- [Material for this exercise]
[Start of section]
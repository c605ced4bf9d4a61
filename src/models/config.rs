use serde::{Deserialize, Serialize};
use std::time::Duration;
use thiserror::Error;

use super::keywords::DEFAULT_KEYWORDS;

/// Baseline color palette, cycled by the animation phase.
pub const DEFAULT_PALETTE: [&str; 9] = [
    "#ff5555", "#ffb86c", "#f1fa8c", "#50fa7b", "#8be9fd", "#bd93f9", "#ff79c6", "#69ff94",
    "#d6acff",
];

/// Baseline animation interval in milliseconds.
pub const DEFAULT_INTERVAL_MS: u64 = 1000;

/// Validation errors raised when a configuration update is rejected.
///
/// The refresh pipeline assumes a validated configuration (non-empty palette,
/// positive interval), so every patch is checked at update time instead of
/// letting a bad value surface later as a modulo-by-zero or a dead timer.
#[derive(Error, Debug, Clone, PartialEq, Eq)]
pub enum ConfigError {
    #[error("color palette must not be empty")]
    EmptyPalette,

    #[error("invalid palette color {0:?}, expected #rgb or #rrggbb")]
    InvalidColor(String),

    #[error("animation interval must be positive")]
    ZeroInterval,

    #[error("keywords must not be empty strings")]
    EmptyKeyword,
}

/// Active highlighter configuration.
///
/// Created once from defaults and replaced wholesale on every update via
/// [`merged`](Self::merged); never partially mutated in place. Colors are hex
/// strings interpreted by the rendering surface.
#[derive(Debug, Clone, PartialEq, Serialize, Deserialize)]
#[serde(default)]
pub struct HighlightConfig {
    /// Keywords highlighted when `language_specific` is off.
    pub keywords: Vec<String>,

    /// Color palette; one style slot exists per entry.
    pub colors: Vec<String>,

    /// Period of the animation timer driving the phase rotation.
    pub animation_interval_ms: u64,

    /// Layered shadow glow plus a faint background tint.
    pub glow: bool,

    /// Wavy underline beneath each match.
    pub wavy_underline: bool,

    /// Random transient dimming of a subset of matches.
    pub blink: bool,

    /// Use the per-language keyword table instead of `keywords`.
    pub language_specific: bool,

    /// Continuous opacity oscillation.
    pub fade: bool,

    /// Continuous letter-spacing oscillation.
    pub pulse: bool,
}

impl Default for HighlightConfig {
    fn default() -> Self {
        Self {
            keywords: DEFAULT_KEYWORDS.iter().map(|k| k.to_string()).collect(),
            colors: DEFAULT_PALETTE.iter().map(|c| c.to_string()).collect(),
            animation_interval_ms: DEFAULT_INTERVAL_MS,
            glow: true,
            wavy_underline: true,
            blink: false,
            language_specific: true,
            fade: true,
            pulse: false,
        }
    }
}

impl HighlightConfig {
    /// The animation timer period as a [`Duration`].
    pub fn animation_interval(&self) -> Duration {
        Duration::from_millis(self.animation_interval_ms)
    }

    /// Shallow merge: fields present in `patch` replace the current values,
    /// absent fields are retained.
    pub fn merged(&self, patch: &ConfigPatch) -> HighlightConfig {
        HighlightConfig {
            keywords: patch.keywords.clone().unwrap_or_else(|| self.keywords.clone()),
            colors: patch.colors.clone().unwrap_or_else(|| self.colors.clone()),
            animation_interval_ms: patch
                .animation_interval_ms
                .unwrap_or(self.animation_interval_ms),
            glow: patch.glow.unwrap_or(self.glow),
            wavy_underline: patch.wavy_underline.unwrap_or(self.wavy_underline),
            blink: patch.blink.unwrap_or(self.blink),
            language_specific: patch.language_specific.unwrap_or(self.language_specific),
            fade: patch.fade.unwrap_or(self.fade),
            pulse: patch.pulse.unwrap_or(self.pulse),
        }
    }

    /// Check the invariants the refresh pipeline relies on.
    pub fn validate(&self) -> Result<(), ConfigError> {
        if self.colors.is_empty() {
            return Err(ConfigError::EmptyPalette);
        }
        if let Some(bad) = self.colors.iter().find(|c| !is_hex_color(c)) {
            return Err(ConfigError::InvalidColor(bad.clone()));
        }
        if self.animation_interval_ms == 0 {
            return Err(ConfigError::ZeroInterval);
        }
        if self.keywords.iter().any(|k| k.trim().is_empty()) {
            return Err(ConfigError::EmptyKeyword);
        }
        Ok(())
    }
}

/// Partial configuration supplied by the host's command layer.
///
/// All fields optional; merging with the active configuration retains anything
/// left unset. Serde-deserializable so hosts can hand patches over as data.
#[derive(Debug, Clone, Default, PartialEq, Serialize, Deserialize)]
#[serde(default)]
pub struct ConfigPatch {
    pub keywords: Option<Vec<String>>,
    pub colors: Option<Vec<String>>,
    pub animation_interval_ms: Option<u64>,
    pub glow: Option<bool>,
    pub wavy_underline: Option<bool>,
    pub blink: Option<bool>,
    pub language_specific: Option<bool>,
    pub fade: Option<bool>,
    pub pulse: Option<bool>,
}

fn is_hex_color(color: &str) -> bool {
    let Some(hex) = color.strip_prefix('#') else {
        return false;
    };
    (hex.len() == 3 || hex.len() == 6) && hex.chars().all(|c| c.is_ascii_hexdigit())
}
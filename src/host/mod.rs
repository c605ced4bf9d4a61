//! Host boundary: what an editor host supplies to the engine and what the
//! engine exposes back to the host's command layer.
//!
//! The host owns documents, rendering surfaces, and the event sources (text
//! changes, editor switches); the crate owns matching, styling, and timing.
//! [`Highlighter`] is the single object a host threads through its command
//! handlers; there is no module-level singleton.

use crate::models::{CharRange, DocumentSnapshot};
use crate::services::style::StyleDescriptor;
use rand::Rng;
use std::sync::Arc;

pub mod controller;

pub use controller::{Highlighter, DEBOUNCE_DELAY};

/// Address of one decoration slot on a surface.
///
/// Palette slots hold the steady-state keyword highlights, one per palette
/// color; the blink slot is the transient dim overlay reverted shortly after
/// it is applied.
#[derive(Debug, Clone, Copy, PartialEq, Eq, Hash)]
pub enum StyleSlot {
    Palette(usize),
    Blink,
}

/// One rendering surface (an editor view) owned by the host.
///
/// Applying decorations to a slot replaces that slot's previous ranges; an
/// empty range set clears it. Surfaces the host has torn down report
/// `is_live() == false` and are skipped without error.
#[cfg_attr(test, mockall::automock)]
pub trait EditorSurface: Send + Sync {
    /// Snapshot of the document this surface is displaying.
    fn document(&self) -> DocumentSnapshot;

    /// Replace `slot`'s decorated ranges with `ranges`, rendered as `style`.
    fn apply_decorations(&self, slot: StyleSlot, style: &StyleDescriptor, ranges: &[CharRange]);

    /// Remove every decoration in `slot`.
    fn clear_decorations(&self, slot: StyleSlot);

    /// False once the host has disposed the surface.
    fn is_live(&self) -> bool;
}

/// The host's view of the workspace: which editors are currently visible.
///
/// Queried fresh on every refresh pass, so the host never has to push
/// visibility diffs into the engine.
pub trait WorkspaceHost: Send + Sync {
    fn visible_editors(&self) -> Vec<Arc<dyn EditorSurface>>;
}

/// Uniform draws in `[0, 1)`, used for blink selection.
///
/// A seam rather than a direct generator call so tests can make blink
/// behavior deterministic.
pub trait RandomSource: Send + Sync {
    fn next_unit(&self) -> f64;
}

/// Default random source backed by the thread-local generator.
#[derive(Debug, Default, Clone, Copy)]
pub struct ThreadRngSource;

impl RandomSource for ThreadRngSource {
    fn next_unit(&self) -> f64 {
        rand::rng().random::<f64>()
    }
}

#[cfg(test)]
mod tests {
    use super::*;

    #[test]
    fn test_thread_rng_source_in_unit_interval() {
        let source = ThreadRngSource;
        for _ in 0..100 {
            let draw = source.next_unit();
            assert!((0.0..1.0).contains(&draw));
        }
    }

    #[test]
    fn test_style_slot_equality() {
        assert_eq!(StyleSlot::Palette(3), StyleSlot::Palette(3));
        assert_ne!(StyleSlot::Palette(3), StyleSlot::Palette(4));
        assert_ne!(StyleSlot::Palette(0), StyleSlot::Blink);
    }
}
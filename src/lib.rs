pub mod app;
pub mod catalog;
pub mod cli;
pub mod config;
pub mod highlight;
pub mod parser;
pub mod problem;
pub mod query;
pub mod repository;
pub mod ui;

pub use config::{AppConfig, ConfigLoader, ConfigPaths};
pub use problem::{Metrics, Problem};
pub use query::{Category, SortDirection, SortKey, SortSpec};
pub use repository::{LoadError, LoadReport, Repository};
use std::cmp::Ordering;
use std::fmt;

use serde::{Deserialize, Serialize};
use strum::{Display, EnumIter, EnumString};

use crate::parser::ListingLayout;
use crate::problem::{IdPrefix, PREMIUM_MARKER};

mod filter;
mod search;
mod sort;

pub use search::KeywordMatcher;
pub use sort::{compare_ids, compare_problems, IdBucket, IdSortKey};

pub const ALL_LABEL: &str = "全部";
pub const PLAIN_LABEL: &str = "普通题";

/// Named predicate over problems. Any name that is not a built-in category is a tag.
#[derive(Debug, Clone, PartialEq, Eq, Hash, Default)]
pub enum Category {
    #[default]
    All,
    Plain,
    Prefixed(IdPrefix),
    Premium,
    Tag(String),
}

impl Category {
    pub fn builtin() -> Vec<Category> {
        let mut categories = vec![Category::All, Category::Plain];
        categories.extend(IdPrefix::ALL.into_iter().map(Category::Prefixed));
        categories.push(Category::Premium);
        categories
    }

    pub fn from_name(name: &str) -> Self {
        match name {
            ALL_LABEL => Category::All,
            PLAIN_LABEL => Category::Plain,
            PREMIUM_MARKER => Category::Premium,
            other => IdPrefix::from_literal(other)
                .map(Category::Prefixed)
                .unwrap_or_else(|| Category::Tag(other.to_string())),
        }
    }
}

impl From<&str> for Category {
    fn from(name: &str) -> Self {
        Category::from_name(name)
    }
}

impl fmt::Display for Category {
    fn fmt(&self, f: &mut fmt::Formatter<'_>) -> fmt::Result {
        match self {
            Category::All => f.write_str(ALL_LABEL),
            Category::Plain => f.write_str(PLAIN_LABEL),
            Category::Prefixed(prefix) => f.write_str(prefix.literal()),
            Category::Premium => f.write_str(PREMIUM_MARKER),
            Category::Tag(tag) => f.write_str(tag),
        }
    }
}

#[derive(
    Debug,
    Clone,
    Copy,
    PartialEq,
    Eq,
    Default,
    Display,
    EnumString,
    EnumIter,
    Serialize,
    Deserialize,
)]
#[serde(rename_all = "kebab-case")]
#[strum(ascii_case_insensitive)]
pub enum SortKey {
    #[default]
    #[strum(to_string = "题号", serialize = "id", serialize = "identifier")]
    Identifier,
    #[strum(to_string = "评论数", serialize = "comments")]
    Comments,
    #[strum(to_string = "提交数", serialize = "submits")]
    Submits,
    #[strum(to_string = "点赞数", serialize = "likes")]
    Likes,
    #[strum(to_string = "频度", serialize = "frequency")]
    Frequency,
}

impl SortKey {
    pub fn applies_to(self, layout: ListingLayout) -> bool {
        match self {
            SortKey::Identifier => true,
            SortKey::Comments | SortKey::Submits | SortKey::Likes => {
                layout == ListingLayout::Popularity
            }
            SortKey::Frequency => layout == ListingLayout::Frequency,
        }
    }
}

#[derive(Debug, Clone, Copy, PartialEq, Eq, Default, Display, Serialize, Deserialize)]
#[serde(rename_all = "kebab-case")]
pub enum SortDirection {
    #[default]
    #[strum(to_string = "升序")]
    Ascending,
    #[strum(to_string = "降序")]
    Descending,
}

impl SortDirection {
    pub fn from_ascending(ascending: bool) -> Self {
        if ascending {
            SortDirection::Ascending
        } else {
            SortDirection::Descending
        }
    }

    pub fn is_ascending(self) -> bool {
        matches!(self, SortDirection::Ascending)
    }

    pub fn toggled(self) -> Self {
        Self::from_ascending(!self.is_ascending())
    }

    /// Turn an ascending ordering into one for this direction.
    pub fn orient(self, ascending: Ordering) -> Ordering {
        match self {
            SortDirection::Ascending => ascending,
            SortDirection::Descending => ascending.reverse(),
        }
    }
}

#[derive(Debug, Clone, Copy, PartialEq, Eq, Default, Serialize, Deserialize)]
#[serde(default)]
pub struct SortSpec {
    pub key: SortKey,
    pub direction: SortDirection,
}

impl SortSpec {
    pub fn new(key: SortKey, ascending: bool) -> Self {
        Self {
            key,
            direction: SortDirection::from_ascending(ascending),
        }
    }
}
[End of section]
- [Exercise] Working from the material above, retype exactly the lines from the one with "has to push" through the one with "pub fn builtin()", both included, and only those lines.

- [Task answer]
/// Queried fresh on every refresh pass, so the host never has to push
/// visibility diffs into the engine.
pub trait WorkspaceHost: Send + Sync {
    fn visible_editors(&self) -> Vec<Arc<dyn EditorSurface>>;
}

/// Uniform draws in `[0, 1)`, used for blink selection.
///
/// A seam rather than a direct generator call so tests can make blink
/// behavior deterministic.
pub trait RandomSource: Send + Sync {
    fn next_unit(&self) -> f64;
}

/// Default random source backed by the thread-local generator.
#[derive(Debug, Default, Clone, Copy)]
pub struct ThreadRngSource;

impl RandomSource for ThreadRngSource {
    fn next_unit(&self) -> f64 {
        rand::rng().random::<f64>()
    }
}

#[cfg(test)]
mod tests {
    use super::*;

    #[test]
    fn test_thread_rng_source_in_unit_interval() {
        let source = ThreadRngSource;
        for _ in 0..100 {
            let draw = source.next_unit();
            assert!((0.0..1.0).contains(&draw));
        }
    }

    #[test]
    fn test_style_slot_equality() {
        assert_eq!(StyleSlot::Palette(3), StyleSlot::Palette(3));
        assert_ne!(StyleSlot::Palette(3), StyleSlot::Palette(4));
        assert_ne!(StyleSlot::Palette(0), StyleSlot::Blink);
    }
}
filename src/lib.rs
pub mod app;
pub mod catalog;
pub mod cli;
pub mod config;
pub mod highlight;
pub mod parser;
pub mod problem;
pub mod query;
pub mod repository;
pub mod ui;

pub use config::{AppConfig, ConfigLoader, ConfigPaths};
pub use problem::{Metrics, Problem};
pub use query::{Category, SortDirection, SortKey, SortSpec};
pub use repository::{LoadError, LoadReport, Repository};
use std::cmp::Ordering;
use std::fmt;

use serde::{Deserialize, Serialize};
use strum::{Display, EnumIter, EnumString};

use crate::parser::ListingLayout;
use crate::problem::{IdPrefix, PREMIUM_MARKER};

mod filter;
mod search;
mod sort;

pub use search::KeywordMatcher;
pub use sort::{compare_ids, compare_problems, IdBucket, IdSortKey};

pub const ALL_LABEL: &str = "全部";
pub const PLAIN_LABEL: &str = "普通题";

/// Named predicate over problems. Any name that is not a built-in category is a tag.
#[derive(Debug, Clone, PartialEq, Eq, Hash, Default)]
pub enum Category {
    #[default]
    All,
    Plain,
    Prefixed(IdPrefix),
    Premium,
    Tag(String),
}

impl Category {
    pub fn builtin() -> Vec<Category> {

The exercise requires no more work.